We define ‘role’ to comprise of managerial activities, time spent and active engagement in quality and safety and its improvement. While the primary research question is on the managers’ role, we take into consideration the contextual factors surrounding this role and its impact or importance as highlighted by the included studies.
Our overarching question is “What is the role of hospital managers in quality and safety and its improvement?”
The specific review research questions are as follows:
How much time is spent by hospital managers on quality and safety and its improvement?
What are the managerial activities that relate to quality and safety and its improvement?
How are managers engaged in quality and safety and its improvement?
What impact do managers have on quality and safety and its improvement?
How do contextual factors influence the managers’ role and impact on quality and safety and its improvement?

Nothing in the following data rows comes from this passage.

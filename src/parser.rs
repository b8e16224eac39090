//! Metadata extraction from provider-specific message shapes

use chrono::{DateTime, Utc};
use google_gmail1::api::{Message, MessagePart};
use mail_parser::MessageParser;
use serde::{Deserialize, Serialize};

use crate::error::{CleanupError, Result};
use crate::models::NormalizedMessage;

/// A message as returned by one of the providers
#[derive(Debug, Clone)]
pub enum RawMessage {
    /// Gmail API message fetched with `format=full`
    Gmail(Message),
    /// Microsoft Graph message resource
    Outlook(OutlookMessage),
    /// RFC 5322 bytes (IMAP `BODY[]`)
    Mime { id: String, raw: Vec<u8>, seen: bool },
}

/// Subset of the Graph `message` resource that we read
#[derive(Debug, Clone, Default, PartialEq, Serialize, Deserialize)]
#[serde(rename_all = "camelCase", default)]
pub struct OutlookMessage {
    pub id: String,
    pub subject: Option<String>,
    pub received_date_time: Option<String>,
    pub from: Option<OutlookRecipient>,
    pub is_read: bool,
    pub body: Option<OutlookBody>,
    pub categories: Vec<String>,
    pub inference_classification: Option<String>,
    pub internet_message_headers: Vec<OutlookHeader>,
}

#[derive(Debug, Clone, Default, PartialEq, Serialize, Deserialize)]
#[serde(rename_all = "camelCase", default)]
pub struct OutlookRecipient {
    pub email_address: OutlookEmailAddress,
}

#[derive(Debug, Clone, Default, PartialEq, Serialize, Deserialize)]
#[serde(default)]
pub struct OutlookEmailAddress {
    pub name: Option<String>,
    pub address: Option<String>,
}

#[derive(Debug, Clone, Default, PartialEq, Serialize, Deserialize)]
#[serde(rename_all = "camelCase", default)]
pub struct OutlookBody {
    /// "html" or "text"
    pub content_type: String,
    pub content: String,
}

#[derive(Debug, Clone, Default, PartialEq, Serialize, Deserialize)]
#[serde(default)]
pub struct OutlookHeader {
    pub name: String,
    pub value: String,
}

/// Normalize a raw message, using the current time when the date is missing
pub fn extract_metadata(raw: &RawMessage) -> Result<NormalizedMessage> {
    extract_metadata_at(raw, Utc::now())
}

/// Normalize a raw message; `now` stands in for a missing or unparseable date
pub fn extract_metadata_at(raw: &RawMessage, now: DateTime<Utc>) -> Result<NormalizedMessage> {
    match raw {
        RawMessage::Gmail(msg) => from_gmail(msg, now),
        RawMessage::Outlook(msg) => Ok(from_outlook(msg, now)),
        RawMessage::Mime { id, raw, seen } => from_mime(id, raw, *seen, now),
    }
}

fn from_gmail(msg: &Message, now: DateTime<Utc>) -> Result<NormalizedMessage> {
    let id = msg
        .id
        .clone()
        .ok_or_else(|| CleanupError::InvalidMessageFormat("Missing message ID".to_string()))?;

    let mut sender_email = String::new();
    let mut sender_name = String::new();
    let mut subject = String::new();
    let mut date_str = String::new();
    let mut list_unsubscribe = None;

    let headers = msg.payload.as_ref().and_then(|p| p.headers.as_ref());
    for header in headers.into_iter().flatten() {
        if let (Some(name), Some(value)) = (&header.name, &header.value) {
            match name.to_lowercase().as_str() {
                "from" => {
                    if let Some((name_part, email_part)) = parse_email_header(value) {
                        sender_name = name_part;
                        sender_email = email_part;
                    } else {
                        sender_email = value.clone();
                    }
                }
                "subject" => subject = value.clone(),
                "date" => date_str = value.clone(),
                "list-unsubscribe" => list_unsubscribe = Some(value.clone()),
                _ => {}
            }
        }
    }

    // internalDate (ms since epoch) is authoritative; the Date header is sender-controlled
    let date = msg
        .internal_date
        .and_then(DateTime::from_timestamp_millis)
        .or_else(|| parse_date(&date_str).ok())
        .unwrap_or(now);

    let mut normalized = NormalizedMessage::new(id, sender_email, date).with_subject(subject);
    normalized.sender_name = sender_name;
    normalized.size_bytes = msg.size_estimate.map(|s| s.max(0) as u64).unwrap_or(0);
    normalized.list_unsubscribe = list_unsubscribe;

    // Gmail reports read state inverted, as the UNREAD label
    normalized.is_read = true;
    for label in msg.label_ids.iter().flatten() {
        match label.as_str() {
            "UNREAD" => normalized.is_read = false,
            "SPAM" => normalized.is_spam = true,
            other => {
                if let Some(category) = other.strip_prefix("CATEGORY_") {
                    normalized.add_category(category);
                }
            }
        }
    }

    if let Some(payload) = msg.payload.as_ref() {
        let mut html = None;
        let mut text = None;
        collect_gmail_bodies(payload, &mut html, &mut text);
        normalized.html_body = html;
        normalized.text_body = text;
    }

    Ok(normalized)
}

/// Depth-first walk over MIME parts, keeping the first html and text bodies
fn collect_gmail_bodies(part: &MessagePart, html: &mut Option<String>, text: &mut Option<String>) {
    let mime = part.mime_type.as_deref().unwrap_or("").to_lowercase();
    let data = part.body.as_ref().and_then(|b| b.data.as_ref());

    if let Some(bytes) = data {
        let decoded = String::from_utf8_lossy(bytes).into_owned();
        if mime == "text/html" && html.is_none() {
            *html = Some(decoded);
        } else if mime == "text/plain" && text.is_none() {
            *text = Some(decoded);
        }
    }

    for child in part.parts.iter().flatten() {
        collect_gmail_bodies(child, html, text);
    }
}

fn from_outlook(msg: &OutlookMessage, now: DateTime<Utc>) -> NormalizedMessage {
    let (sender_name, sender_email) = msg
        .from
        .as_ref()
        .map(|f| {
            (
                f.email_address.name.clone().unwrap_or_default(),
                f.email_address.address.clone().unwrap_or_default(),
            )
        })
        .unwrap_or_default();

    let date = msg
        .received_date_time
        .as_deref()
        .and_then(|d| parse_date(d).ok())
        .unwrap_or(now);

    let mut normalized = NormalizedMessage::new(msg.id.clone(), sender_email, date)
        .with_subject(msg.subject.clone().unwrap_or_default())
        .with_read(msg.is_read);
    normalized.sender_name = sender_name;

    if let Some(body) = msg.body.as_ref().filter(|b| !b.content.is_empty()) {
        if body.content_type.eq_ignore_ascii_case("html") {
            normalized.html_body = Some(body.content.clone());
        } else {
            normalized.text_body = Some(body.content.clone());
        }
    }

    for category in &msg.categories {
        normalized.add_category(category);
    }
    if let Some(inference) = msg.inference_classification.as_deref() {
        normalized.add_category(inference);
    }

    normalized.list_unsubscribe = msg
        .internet_message_headers
        .iter()
        .find(|h| h.name.eq_ignore_ascii_case("list-unsubscribe"))
        .map(|h| h.value.clone());

    normalized
}

fn from_mime(id: &str, raw: &[u8], seen: bool, now: DateTime<Utc>) -> Result<NormalizedMessage> {
    let message = MessageParser::default()
        .parse(raw)
        .ok_or_else(|| CleanupError::InvalidMessageFormat(format!("Unparseable MIME message {}", id)))?;

    let sender = message
        .from()
        .and_then(|addr| addr.as_list())
        .and_then(|list| list.first());
    let sender_email = sender.and_then(|a| a.address()).unwrap_or("").to_string();
    let sender_name = sender.and_then(|a| a.name()).unwrap_or("").to_string();

    let date = message
        .date()
        .and_then(|d| DateTime::from_timestamp(d.to_timestamp(), 0))
        .unwrap_or(now);

    let mut normalized = NormalizedMessage::new(id, sender_email, date)
        .with_subject(message.subject().unwrap_or(""))
        .with_size(raw.len() as u64)
        .with_read(seen);
    normalized.sender_name = sender_name;
    // body_html/body_text convert between the two; only keep real parts
    normalized.html_body = message
        .html_part(0)
        .filter(|part| part.is_text_html())
        .and_then(|part| part.text_contents())
        .map(str::to_string);
    normalized.text_body = message
        .text_part(0)
        .filter(|part| part.is_text() && !part.is_text_html())
        .and_then(|part| part.text_contents())
        .map(str::to_string);
    normalized.list_unsubscribe = message
        .header_raw("List-Unsubscribe")
        .map(|v| v.trim().to_string());
    normalized.is_spam = message
        .header_raw("X-Spam-Flag")
        .is_some_and(|v| v.trim().eq_ignore_ascii_case("yes"));

    Ok(normalized)
}

/// Parse email header in "Name <email@example.com>" format
pub fn parse_email_header(header: &str) -> Option<(String, String)> {
    if let Some(start) = header.find('<') {
        if let Some(end) = header.find('>') {
            if end > start {
                let name = header[..start].trim().trim_matches('"').to_string();
                let email = header[start + 1..end].trim().to_string();
                return Some((name, email));
            }
        }
    }
    None
}

/// Parse an RFC 2822 or RFC 3339 date string
pub fn parse_date(date_str: &str) -> Result<DateTime<Utc>> {
    DateTime::parse_from_rfc2822(date_str)
        .map(|dt| dt.with_timezone(&Utc))
        .or_else(|_| DateTime::parse_from_rfc3339(date_str).map(|dt| dt.with_timezone(&Utc)))
        .map_err(|e| CleanupError::InvalidMessageFormat(format!("Invalid date format: {}", e)))
}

Quality of care and patient safety were defined on the basis of widely accepted definitions from the Institute of Medicine (IOM) and the Agency for Healthcare Research and Quality Patient Safety Network (AHRQ PSN). IOM define quality in healthcare as possessing the following dimensions: safe, effective, patient-centred, timely, efficient and equitable. They define patient safety simply as “the prevention of harm to patients”, and AHRQ define it as “freedom from accidental or preventable injuries produced by medical care.” Literature was searched for all key terms associated with quality and patient safety to produce an all-encompassing approach. A manager was defined as an employee who has subordinates, oversees staff, is responsible for staff recruitment and training, and holds budgetary accountabilities. Therefore, all levels of managers including Boards of managers were included in this review with the exception of clinical frontline employees, e.g. doctors or nurses, who may have taken on further managerial responsibilities alongside their work but do not have a primary official role as a manager. Those who have specifically taken on a role for quality of care, e.g. the modern matron, were also excluded. Distinction between senior, middle and frontline management was as follows: senior management holds trust-wide responsibilities; middle managers are in the middle of the organisational hierarchy chart and have one or more managers reporting to them; frontline managers are defined as managers at the first level of the organisational hierarchy chart who have frontline employees reporting to them.

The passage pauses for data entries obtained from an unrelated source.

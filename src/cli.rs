//! Command-line interface

use clap::{Parser, Subcommand};
use indicatif::{MultiProgress, ProgressBar, ProgressStyle};
use std::path::PathBuf;
use std::sync::Arc;
use std::time::Duration;
use tokio::io::AsyncBufReadExt;
use tokio::sync::broadcast::error::RecvError;
use tracing::{error, info, warn};

use crate::auth::{self, OAuthManager, GMAIL_MODIFY_SCOPE, OUTLOOK_SCOPES};
use crate::classifier::Classifier;
use crate::client::{GmailProvider, MailProvider};
use crate::config::{Config, ProviderKind};
use crate::entitlements::{EntitlementStore, Feature};
use crate::error::{CleanupError, Result};
use crate::imap::ImapProvider;
use crate::outlook::OutlookProvider;
use crate::pipeline::{authorize_feature, scheduled_clean, CleanReport, Pipeline, UnsubscribeRunReport};
use crate::scheduler::{JobEvent, Scheduler};
use crate::unsubscribe::HttpUnsubscribeClient;

#[derive(Parser, Debug)]
#[command(name = "inbox-cleanup")]
#[command(version)]
#[command(about = "Classify, filter and bulk-clean mailboxes", long_about = None)]
pub struct Cli {
    /// Path to configuration file
    #[arg(short, long, default_value = "config.toml")]
    pub config: PathBuf,

    /// Verbose logging
    #[arg(short, long)]
    pub verbose: bool,

    /// Emit logs as JSON lines
    #[arg(long)]
    pub log_json: bool,

    #[command(subcommand)]
    pub command: Commands,
}

#[derive(Subcommand, Debug)]
pub enum Commands {
    /// Authenticate with the configured provider
    Auth {
        /// Force re-authentication even if a token exists
        #[arg(long)]
        force: bool,
    },

    /// Fetch, classify and delete messages per the cleaning rules
    Clean {
        /// Report what would be deleted without deleting
        #[arg(long)]
        dry_run: bool,

        /// Write a JSON report of every action to this path
        #[arg(long)]
        report: Option<PathBuf>,
    },

    /// List unsubscribe links found in messages
    Unsubscribe {
        /// Follow every link found (premium)
        #[arg(long)]
        auto: bool,
    },

    /// Run the clean command on a fixed interval until interrupted (premium)
    Schedule {
        /// Override schedule.interval_minutes
        #[arg(long)]
        interval_minutes: Option<u64>,
    },

    /// Generate example configuration file
    InitConfig {
        /// Path to create config file
        #[arg(short, long, default_value = "config.toml")]
        output: PathBuf,

        /// Overwrite existing file
        #[arg(long)]
        force: bool,
    },
}

/// Truncate a string to max_len characters, adding "..." if truncated
fn truncate_string(s: &str, max_len: usize) -> String {
    if s.chars().count() <= max_len {
        s.to_string()
    } else {
        format!("{}...", s.chars().take(max_len.saturating_sub(3)).collect::<String>())
    }
}

/// Progress reporter using indicatif
pub struct ProgressReporter {
    multi: MultiProgress,
    spinner_style: ProgressStyle,
    bar_style: ProgressStyle,
}

impl ProgressReporter {
    pub fn new() -> Self {
        Self::with_multi_progress(MultiProgress::new())
    }

    /// Share the `MultiProgress` the log writer prints through
    pub fn with_multi_progress(multi: MultiProgress) -> Self {
        let spinner_style = ProgressStyle::default_spinner()
            .template("{spinner:.green} [{elapsed:>6}] {msg}")
            .unwrap_or_else(|_| ProgressStyle::default_spinner())
            .tick_chars("⠁⠂⠄⡀⢀⠠⠐⠈ ");

        let bar_style = ProgressStyle::default_bar()
            .template("[{elapsed:>6}] {bar:40.cyan/blue} {pos:>7}/{len:7} {msg}")
            .unwrap_or_else(|_| ProgressStyle::default_bar())
            .progress_chars("##-");

        Self {
            multi,
            spinner_style,
            bar_style,
        }
    }

    pub fn multi_progress(&self) -> &MultiProgress {
        &self.multi
    }

    pub fn add_spinner(&self, msg: &str) -> ProgressBar {
        let pb = self.multi.add(ProgressBar::new_spinner());
        pb.set_style(self.spinner_style.clone());
        pb.set_message(msg.to_string());
        pb.enable_steady_tick(Duration::from_millis(100));
        pb
    }

    pub fn add_progress_bar(&self, len: u64, msg: &str) -> ProgressBar {
        let pb = self.multi.add(ProgressBar::new(len));
        pb.set_style(self.bar_style.clone());
        pb.set_message(msg.to_string());
        pb.enable_steady_tick(Duration::from_millis(100));
        pb
    }

    /// Finish a spinner and clear it from the multi-progress display
    pub fn finish_spinner(&self, pb: &ProgressBar, msg: &str) {
        pb.finish_and_clear();
        let _ = self.multi.println(format!("  ✓ {}", msg));
    }
}

impl Default for ProgressReporter {
    fn default() -> Self {
        Self::new()
    }
}

/// Connect to the provider selected in `[provider]`
pub async fn connect_provider(config: &Config) -> Result<Arc<dyn MailProvider>> {
    let max_messages = config.provider.max_messages;
    match config.provider.kind {
        ProviderKind::Gmail => {
            let hub = auth::initialize_gmail_hub(&config.gmail).await?;
            Ok(Arc::new(GmailProvider::new(hub, &config.gmail, max_messages)))
        }
        ProviderKind::Outlook => {
            let oauth = outlook_oauth(config).await?;
            Ok(Arc::new(OutlookProvider::new(oauth, &config.outlook, max_messages)?))
        }
        ProviderKind::Imap => Ok(Arc::new(
            ImapProvider::connect_from_env(&config.imap, max_messages).await?,
        )),
    }
}

/// OAuth manager primed from the token file, persisting every refresh
async fn outlook_oauth(config: &Config) -> Result<Arc<OAuthManager>> {
    let path = config.outlook.token_cache_path.clone();
    let tokens = auth::load_token_file(&path).await?.ok_or_else(|| {
        CleanupError::AuthError(format!(
            "No Outlook token at {:?}; run `inbox-cleanup auth` first",
            path
        ))
    })?;

    let oauth = Arc::new(OAuthManager::for_outlook(&config.outlook));
    oauth.set_tokens(tokens).await;
    persist_token_updates(&oauth, path);
    Ok(oauth)
}

fn persist_token_updates(oauth: &OAuthManager, path: PathBuf) {
    let mut updates = oauth.subscribe();
    tokio::spawn(async move {
        loop {
            match updates.recv().await {
                Ok(tokens) => {
                    if let Err(e) = auth::save_token_file(&path, &tokens).await {
                        warn!("Failed to persist refreshed token: {}", e);
                    }
                }
                Err(RecvError::Lagged(_)) => continue,
                Err(RecvError::Closed) => break,
            }
        }
    });
}

/// Run the interactive login for the configured provider
pub async fn authenticate(config: &Config, force: bool) -> Result<()> {
    match config.provider.kind {
        ProviderKind::Gmail => {
            let token_cache = &config.gmail.token_cache_path;
            if let Some(parent) = token_cache.parent() {
                if !parent.as_os_str().is_empty() {
                    tokio::fs::create_dir_all(parent).await?;
                }
            }
            if force && token_cache.exists() {
                tokio::fs::remove_file(token_cache).await?;
                info!("Removed existing token cache");
            }

            let hub = auth::initialize_gmail_hub(&config.gmail).await?;
            let (_, profile) = hub
                .users()
                .get_profile("me")
                .add_scope(GMAIL_MODIFY_SCOPE)
                .doit()
                .await?;

            println!("Successfully authenticated with Gmail API");
            println!("Token cached at: {:?}", token_cache);
            println!("Connected to account: {}", profile.email_address.unwrap_or_default());
        }
        ProviderKind::Outlook => {
            if config.outlook.client_id.is_empty() {
                return Err(CleanupError::ConfigError(
                    "outlook.client_id must be set".to_string(),
                ));
            }
            let path = &config.outlook.token_cache_path;
            let oauth = OAuthManager::for_outlook(&config.outlook);

            let existing = if force { None } else { auth::load_token_file(path).await? };
            let tokens = match existing {
                Some(tokens) => {
                    oauth.set_tokens(tokens).await;
                    oauth.refresh_if_expired().await?
                }
                None => {
                    let state = uuid::Uuid::new_v4().to_string();
                    let url = oauth.authorization_url(OUTLOOK_SCOPES, &state)?;
                    println!("Open this URL in a browser and grant access:\n\n  {}\n", url);
                    println!("Paste the `code` parameter of the redirect URL:");
                    let code = read_line().await?;
                    oauth.exchange_code(code.trim()).await?
                }
            };

            auth::save_token_file(path, &tokens).await?;
            println!("Successfully authenticated with Microsoft Graph");
            println!("Token cached at: {:?}", path);
        }
        ProviderKind::Imap => {
            let provider = ImapProvider::connect_from_env(&config.imap, 1).await?;
            provider.logout().await?;
            println!(
                "Successfully logged in to {} as {}",
                config.imap.host, config.imap.username
            );
        }
    }
    Ok(())
}

async fn read_line() -> Result<String> {
    let mut line = String::new();
    tokio::io::BufReader::new(tokio::io::stdin())
        .read_line(&mut line)
        .await?;
    Ok(line)
}

async fn build_pipeline(config: &Config, reporter: &ProgressReporter) -> Result<Pipeline> {
    let classifier = Arc::new(Classifier::from_config(&config.classifier)?);

    let auth_spinner = reporter.add_spinner(&format!("Connecting to {}...", config.provider.kind));
    let provider = connect_provider(config).await?;
    reporter.finish_spinner(&auth_spinner, &format!("Connected to {}", config.provider.kind));

    let progress = reporter.add_progress_bar(0, "Fetching messages");
    Ok(Pipeline::new(provider, classifier, config).with_progress(progress))
}

/// `clean`: one pass over the mailbox
pub async fn run_clean(
    config: &Config,
    dry_run: bool,
    report_path: Option<PathBuf>,
    reporter: &ProgressReporter,
) -> Result<CleanReport> {
    let dry_run = dry_run || config.execution.dry_run;
    if dry_run {
        let _ = reporter
            .multi_progress()
            .println("Running in DRY RUN mode - nothing will be deleted");
    }

    let pipeline = build_pipeline(config, reporter).await?;
    let report = pipeline.clean(dry_run, chrono::Utc::now()).await?;

    if let Some(path) = report_path.or_else(|| config.execution.report_path.clone()) {
        report.write_json(&path).await?;
    }
    Ok(report)
}

/// `unsubscribe`: list links, following them only for entitled accounts
pub async fn run_unsubscribe(
    config: &Config,
    auto: bool,
    reporter: &ProgressReporter,
) -> Result<UnsubscribeRunReport> {
    let auto = auto || config.unsubscribe.auto_unsubscribe;
    if auto {
        let store = EntitlementStore::in_memory();
        authorize_feature(&store, &config.account, Feature::AutoUnsubscribe).await?;
    }

    let transport = HttpUnsubscribeClient::from_config(&config.unsubscribe)?;
    let pipeline = build_pipeline(config, reporter).await?;
    pipeline.unsubscribe(auto, &transport, chrono::Utc::now()).await
}

/// `schedule`: re-run `clean` every interval until Ctrl-C
pub async fn run_schedule(
    config: &Config,
    interval_minutes: Option<u64>,
    reporter: &ProgressReporter,
) -> Result<()> {
    let store = EntitlementStore::in_memory();
    authorize_feature(&store, &config.account, Feature::ScheduledCleaning).await?;

    let minutes = interval_minutes.unwrap_or(config.schedule.interval_minutes);
    let interval = Duration::from_secs(minutes.saturating_mul(60));

    let classifier = Arc::new(Classifier::from_config(&config.classifier)?);
    let provider = connect_provider(config).await?;
    let _ = reporter
        .multi_progress()
        .println(format!("Connected to {}", config.provider.kind));
    let pipeline = Arc::new(Pipeline::new(provider, classifier, config));

    let scheduler = Scheduler::new();
    let mut events = scheduler.subscribe();
    tokio::spawn(async move {
        loop {
            match events.recv().await {
                Ok(JobEvent::Succeeded { job_id }) => info!(job_id = %job_id, "Scheduled run finished"),
                Ok(JobEvent::Failed { job_id, error }) => {
                    error!(job_id = %job_id, "Scheduled run failed: {}", error)
                }
                Ok(JobEvent::Removed { job_id }) => info!(job_id = %job_id, "Job removed"),
                Err(RecvError::Lagged(_)) => continue,
                Err(RecvError::Closed) => break,
            }
        }
    });

    let task = scheduled_clean(
        pipeline,
        config.execution.dry_run,
        config.execution.report_path.clone(),
    );
    scheduler.add_job(&config.schedule.job_id, interval, task)?;
    println!(
        "Scheduled '{}' every {} minute(s). Press Ctrl-C to stop.",
        config.schedule.job_id, minutes
    );

    tokio::signal::ctrl_c().await?;
    scheduler.stop_all();
    println!("Scheduler stopped");
    Ok(())
}

/// Human-readable summary of a cleaning run
pub fn format_clean_summary(report: &CleanReport) -> String {
    let mut out = String::new();
    out.push_str("========================================\n");
    out.push_str(if report.dry_run {
        "Clean Summary (dry run)\n"
    } else {
        "Clean Summary\n"
    });
    out.push_str("========================================\n");
    let mut line = |label: &str, value: usize| out.push_str(&format!("{:<22}{}\n", label, value));
    line("Messages listed:", report.listed);
    line("Messages in scope:", report.in_scope);
    line("Protected senders:", report.summary.protected);
    line("Deleted (too old):", report.summary.deleted_too_old);
    line("Deleted (newsletter):", report.summary.deleted_newsletter);
    line("Deleted (spam):", report.summary.deleted_spam);
    line("Kept:", report.summary.kept);
    line("Errors:", report.summary.errors);
    if !report.fetch_failures.is_empty() {
        line("Fetch failures:", report.fetch_failures.len());
    }
    out.push_str("========================================");
    out
}

/// Human-readable listing of an unsubscribe pass
pub fn format_unsubscribe_summary(report: &UnsubscribeRunReport) -> String {
    let mut out = String::new();
    for message in &report.messages {
        out.push_str(&format!(
            "{} | {}\n",
            message.sender,
            truncate_string(&message.subject, 60)
        ));
        match &message.report.results {
            Some(results) => {
                for result in results {
                    let status = match (result.http_status, &result.error_message) {
                        (Some(code), _) => code.to_string(),
                        (None, Some(err)) => format!("error: {}", err),
                        (None, None) => "error".to_string(),
                    };
                    out.push_str(&format!("    [{}] {}\n", status, result.url));
                }
            }
            None => {
                for link in &message.report.links {
                    out.push_str(&format!("    {}\n", link));
                }
            }
        }
    }
    out.push_str(&format!(
        "{} message(s), {} link(s)",
        report.messages.len(),
        report.link_count()
    ));
    if report.auto_unsubscribe {
        out.push_str(&format!(", {} unsubscribed", report.succeeded()));
    }
    out
}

Board managers include all members of the Board. Although there are overlaps between senior managers and Boards (e.g. chief executive officers (CEOs) may sit on hospital Boards), we aim to present senior and Board level managers separately due to the differences in their responsibilities and position.
Only managers who would manage within or govern hospitals were included, with the exclusion of settings that solely served mental health or that comprised solely of non-acute care community services (in order to keep the sample more homogenous). The definition of ‘role’ focused on actual engagement, time spent and activities that do or did occur rather than those recommended that should or could occur.